= Supplied entries =

● ● ● ●

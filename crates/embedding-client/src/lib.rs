//! Embedding client for the external embedding service.
//!
//! This crate provides:
//! - The `EmbeddingProvider` trait the recommendation core depends on
//! - `HttpEmbeddingClient`, which talks to the embedding service over HTTP
//!
//! ## Wire format
//! `POST {base_url}/generate-bert` (or `/generate-tfidf`) with body
//! `{"texts": ["...", ...]}`. The service answers with a JSON array of
//! vectors, one per input text and in the same order.

use std::fmt;
use std::str::FromStr;
use std::time::Duration;

use async_trait::async_trait;
use data_loader::EmbeddingVector;
use serde::Serialize;
use thiserror::Error;
use tracing::{debug, error, warn};

/// Errors that can occur when interacting with the embedding service
#[derive(Error, Debug)]
pub enum EmbeddingError {
    /// The service could not be reached or did not answer in time
    #[error("Embedding service unavailable: {0}")]
    ProviderUnavailable(String),

    /// The service answered with a non-success status
    #[error("Embedding service returned HTTP {status}: {body}")]
    ProviderError { status: u16, body: String },

    /// The service answered 2xx but the body was not a list of vectors
    #[error("Invalid response from embedding service: {0}")]
    InvalidResponse(String),

    /// The client itself could not be built
    #[error("Invalid embedding client configuration: {0}")]
    Configuration(String),
}

/// Anything that turns texts into embedding vectors.
///
/// Implementations must return one vector per input text, in input order.
/// Callers treat a shorter answer as a compatibility case and pad it.
#[async_trait]
pub trait EmbeddingProvider: Send + Sync {
    /// Provider name (for logging)
    fn name(&self) -> &str;

    /// Embed a batch of texts
    async fn generate_embeddings(
        &self,
        texts: &[String],
    ) -> Result<Vec<EmbeddingVector>, EmbeddingError>;
}

/// Embedding model exposed by the service
#[derive(Debug, Clone, Copy, PartialEq, Eq, Default)]
pub enum EmbeddingModel {
    /// Mean-pooled BERT embeddings
    #[default]
    Bert,
    /// TF-IDF vectors fitted on the request batch
    Tfidf,
}

impl EmbeddingModel {
    fn endpoint(self) -> &'static str {
        match self {
            EmbeddingModel::Bert => "/generate-bert",
            EmbeddingModel::Tfidf => "/generate-tfidf",
        }
    }
}

impl fmt::Display for EmbeddingModel {
    fn fmt(&self, f: &mut fmt::Formatter<'_>) -> fmt::Result {
        match self {
            EmbeddingModel::Bert => f.write_str("bert"),
            EmbeddingModel::Tfidf => f.write_str("tfidf"),
        }
    }
}

impl FromStr for EmbeddingModel {
    type Err = String;

    fn from_str(s: &str) -> Result<Self, Self::Err> {
        match s.to_ascii_lowercase().as_str() {
            "bert" => Ok(EmbeddingModel::Bert),
            "tfidf" | "tf-idf" => Ok(EmbeddingModel::Tfidf),
            other => Err(format!("unknown embedding model: {other}")),
        }
    }
}

#[derive(Serialize)]
struct EmbedRequest<'a> {
    texts: &'a [String],
}

/// Client for the HTTP embedding service.
///
/// Cheap to clone; clones share the underlying connection pool.
#[derive(Clone)]
pub struct HttpEmbeddingClient {
    client: reqwest::Client,
    base_url: String,
    model: EmbeddingModel,
}

impl HttpEmbeddingClient {
    /// Build a client for the service at `base_url` (e.g. "http://localhost:5001").
    ///
    /// `timeout` bounds every request end to end; an expired request is
    /// reported as `ProviderUnavailable`.
    pub fn new(
        base_url: impl Into<String>,
        model: EmbeddingModel,
        timeout: Duration,
    ) -> Result<Self, EmbeddingError> {
        let client = reqwest::Client::builder()
            .timeout(timeout)
            .build()
            .map_err(|e| EmbeddingError::Configuration(e.to_string()))?;

        Ok(Self {
            client,
            base_url: base_url.into().trim_end_matches('/').to_string(),
            model,
        })
    }

    /// Address of the service this client talks to
    pub fn service_address(&self) -> &str {
        &self.base_url
    }

    pub fn model(&self) -> EmbeddingModel {
        self.model
    }

    fn endpoint_url(&self) -> String {
        format!("{}{}", self.base_url, self.model.endpoint())
    }
}

#[async_trait]
impl EmbeddingProvider for HttpEmbeddingClient {
    fn name(&self) -> &str {
        "http"
    }

    async fn generate_embeddings(
        &self,
        texts: &[String],
    ) -> Result<Vec<EmbeddingVector>, EmbeddingError> {
        if texts.is_empty() {
            return Ok(Vec::new());
        }

        let url = self.endpoint_url();
        debug!("Requesting {} {} embeddings from {}", texts.len(), self.model, url);

        let response = self
            .client
            .post(&url)
            .json(&EmbedRequest { texts })
            .send()
            .await
            .map_err(|e| {
                error!("Embedding service unreachable at {}: {}", url, e);
                EmbeddingError::ProviderUnavailable(e.to_string())
            })?;

        let status = response.status();
        let body = response.text().await.map_err(|e| {
            error!("Failed to read embedding response body: {}", e);
            EmbeddingError::ProviderUnavailable(e.to_string())
        })?;

        if !status.is_success() {
            warn!("Embedding service error: HTTP {}", status.as_u16());
            return Err(EmbeddingError::ProviderError {
                status: status.as_u16(),
                body,
            });
        }

        let embeddings: Vec<EmbeddingVector> = serde_json::from_str(&body).map_err(|e| {
            error!("Failed to decode embedding response: {}", e);
            EmbeddingError::InvalidResponse(e.to_string())
        })?;

        if embeddings.len() != texts.len() {
            warn!(
                "Embedding count mismatch: sent {} texts, received {} vectors",
                texts.len(),
                embeddings.len()
            );
        }

        Ok(embeddings)
    }
}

● ● ● ●

= What is expected =
Your answer should be a single number, namely how many lines of the data above hold "body".

= Solution for this task =
8